Elvin Santos, candidato derrotado do partido de Manuel Zelaya, alerta a nação para o fato de que agora é dever de todos rejeitar os "interesses particulares e privilegiar os interesses da pátria". E termina por afirmar: "Ao presidente eleito, conte conosco." Já Zelaya e as lideranças de países dominados pelo Foro de São Paulo -- Brasil, Venezuela, Cuba, Equador, Bolívia, Uruguai, entre outros --, mais uma vez desprezam as instituições hondurenhas, questionando a legitimidade da eleição e mentindo sobre o índice de abstenções.

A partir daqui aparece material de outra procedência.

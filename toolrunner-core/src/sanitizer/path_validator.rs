//! Path validation with symlink-aware workspace containment.
//!
//! Grounded in the reference agent's `execpolicy::ensure_within_workspace`:
//! canonicalize the allowed base once, then walk the candidate path one
//! component at a time, re-checking containment after resolving any
//! symlink encountered along the way so a symlink planted inside an
//! allowed base cannot be used to escape it.

use path_clean::PathClean;
use std::path::{Component, Path, PathBuf};

use toolrunner_commons::RuntimeError;

const MAX_PATH_LEN: usize = 4096;

#[derive(Debug, Clone)]
pub struct PathValidationOutcome {
    pub resolved_path: PathBuf,
}

/// Symbols and well-known sensitive locations that are never acceptable,
/// regardless of the allowed-base configuration.
fn forbidden_patterns() -> &'static [&'static str] {
    &[
        "/proc/",
        "/sys/",
        "/dev/",
        "/etc/shadow",
        "/etc/passwd",
        ".ssh/id_rsa",
        ".ssh/id_ed25519",
        ".aws/credentials",
    ]
}

fn has_control_characters(s: &str) -> bool {
    s.chars().any(|c| (c as u32) <= 0x1F)
}

pub struct PathValidator {
    allowed_bases: Vec<PathBuf>,
}

impl PathValidator {
    pub fn new(allowed_bases: Vec<PathBuf>) -> Self {
        Self { allowed_bases }
    }

    /// Runs the five ordered checks from the component contract:
    /// non-empty/length, forbidden pattern, canonical resolution,
    /// allowed-base containment, existence (unless `allow_creation`).
    ///
    /// Containment is checked before existence: a path outside every
    /// allowed base is always a SECURITY rejection, never FILE_NOT_FOUND,
    /// even when it also happens not to exist. This resolves the
    /// check-order question left open by the abstract design: treating
    /// "escaped the sandbox" as strictly worse than "target missing" means
    /// callers never learn existence information about paths they aren't
    /// authorized to see.
    pub fn validate(&self, path: &str, allow_creation: bool) -> Result<PathValidationOutcome, RuntimeError> {
        if path.is_empty() || path.len() > MAX_PATH_LEN {
            return Err(RuntimeError::validation("path is empty or exceeds 4096 bytes"));
        }

        if has_control_characters(path) {
            return Err(RuntimeError::security("path contains control characters"));
        }
        if path.split('/').any(|seg| seg == "..") {
            return Err(RuntimeError::security("path contains parent-directory traversal"));
        }
        for pattern in forbidden_patterns() {
            if path.contains(pattern) {
                return Err(RuntimeError::security(format!("path matches forbidden pattern `{pattern}`")));
            }
        }

        let candidate = PathBuf::from(path).clean();
        let candidate = if candidate.is_relative() {
            std::env::current_dir()
                .map_err(|e| RuntimeError::internal(e.to_string()))?
                .join(candidate)
                .clean()
        } else {
            candidate
        };

        let base = self
            .allowed_bases
            .iter()
            .find(|base| self.ensure_within_base(base, &candidate).is_ok());

        let base = base.ok_or_else(|| {
            RuntimeError::security(format!(
                "path `{}` does not lie within any allowed base directory",
                candidate.display()
            ))
        })?;
        self.ensure_within_base(base, &candidate)?;

        if !allow_creation && !candidate.exists() {
            return Err(RuntimeError::file_not_found(candidate.display().to_string()));
        }

        Ok(PathValidationOutcome { resolved_path: candidate })
    }

    /// Component-by-component symlink-aware containment check, grounded in
    /// `ensure_within_workspace`: canonicalize the base, then grow the
    /// candidate one component at a time, canonicalizing and re-checking
    /// containment at any symlinked prefix.
    fn ensure_within_base(&self, base: &Path, candidate: &Path) -> Result<(), RuntimeError> {
        let canonical_base = base
            .canonicalize()
            .map_err(|e| RuntimeError::security(format!("allowed base does not resolve: {e}")))?;

        if !candidate.starts_with(&canonical_base) && !candidate.starts_with(base) {
            return Err(RuntimeError::security("path escapes allowed base"));
        }

        let mut growing = PathBuf::new();
        for component in candidate.components() {
            growing.push(component);
            if matches!(component, Component::RootDir | Component::Prefix(_)) {
                continue;
            }
            match std::fs::symlink_metadata(&growing) {
                Ok(meta) if meta.file_type().is_symlink() => {
                    let resolved = growing
                        .canonicalize()
                        .map_err(|e| RuntimeError::security(format!("symlink does not resolve: {e}")))?;
                    if !resolved.starts_with(&canonical_base) {
                        return Err(RuntimeError::security("symlink escapes allowed base"));
                    }
                }
                Ok(meta) if meta.is_file() && growing != candidate => {
                    return Err(RuntimeError::security("path traverses through a file component"));
                }
                _ => {}
            }
        }

        Ok(())
    }
}

#[cfg(test)]
mod tests {
    use super::*;

    #[test]
    fn rejects_empty_path() {
        let validator = PathValidator::new(vec![PathBuf::from("/tmp")]);
        assert!(validator.validate("", false).is_err());
    }

    #[test]
    fn rejects_parent_traversal() {
        let dir = tempfile::tempdir().unwrap();
        let validator = PathValidator::new(vec![dir.path().to_path_buf()]);
        let escaping = dir.path().join("../../etc/passwd");
        let err = validator.validate(escaping.to_str().unwrap(), true).unwrap_err();
        assert_eq!(err.error_type(), toolrunner_commons::ErrorType::Security);
    }

    #[test]
    fn accepts_existing_path_within_base() {
        let dir = tempfile::tempdir().unwrap();
        let file = dir.path().join("a.txt");
        std::fs::write(&file, "hi").unwrap();
        let validator = PathValidator::new(vec![dir.path().to_path_buf()]);
        let outcome = validator.validate(file.to_str().unwrap(), false).unwrap();
        assert_eq!(outcome.resolved_path, file);
    }

    #[test]
    fn rejects_nonexistent_path_without_allow_creation() {
        let dir = tempfile::tempdir().unwrap();
        let file = dir.path().join("missing.txt");
        let validator = PathValidator::new(vec![dir.path().to_path_buf()]);
        let err = validator.validate(file.to_str().unwrap(), false).unwrap_err();
        assert_eq!(err.error_type(), toolrunner_commons::ErrorType::FileNotFound);
    }

    #[test]
    fn out_of_base_path_is_security_even_if_nonexistent() {
        let dir = tempfile::tempdir().unwrap();
        let validator = PathValidator::new(vec![dir.path().to_path_buf()]);
        let outside = std::env::temp_dir().join("definitely-not-registered-anywhere-12345");
        let err = validator.validate(outside.to_str().unwrap(), false).unwrap_err();
        assert_eq!(err.error_type(), toolrunner_commons::ErrorType::Security);
    }

    #[cfg(unix)]
    #[test]
    fn rejects_symlink_escaping_allowed_base() {
        use std::os::unix::fs::symlink;

        let outside = tempfile::tempdir().unwrap();
        let base = tempfile::tempdir().unwrap();
        let link = base.path().join("escape");
        symlink(outside.path(), &link).unwrap();

        let validator = PathValidator::new(vec![base.path().to_path_buf()]);
        let target = link.join("secret.txt");
        std::fs::write(outside.path().join("secret.txt"), "nope").unwrap();

        let err = validator.validate(target.to_str().unwrap(), false).unwrap_err();
        assert_eq!(err.error_type(), toolrunner_commons::ErrorType::Security);
    }
}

A estes, os oportunos recados de Porfírio Lobo já ecoam: que Chávez nem ninguém se atreva a meter o nariz na política do país, que não há pressa para que outros países reconheçam o novo governante, e que "Zelaya é história".

Dentre os países que reconheceram a validade do pleito estão os Estados Unidos, Israel, Inglaterra, China, Polônia, Taiwan, Colômbia, Peru, El Salvador, México, Panamá, República Tcheca e, com algumas ressalvas, a União Européia.

Com a plena legimitidade ao processo eleitoral dada pelo Congresso de Honduras, que com prudência impediu a reconstituição de Zelaya ao cargo de presidente, mais uma vez a pequena nação dá ao mundo uma aula de soberania, independência e coragem, ao enfrentar o comunismo continental e uma Comunidade Internacional frouxa e cada vez mais conivente com tiranos, ditadores e outros inimigos da liberdade política.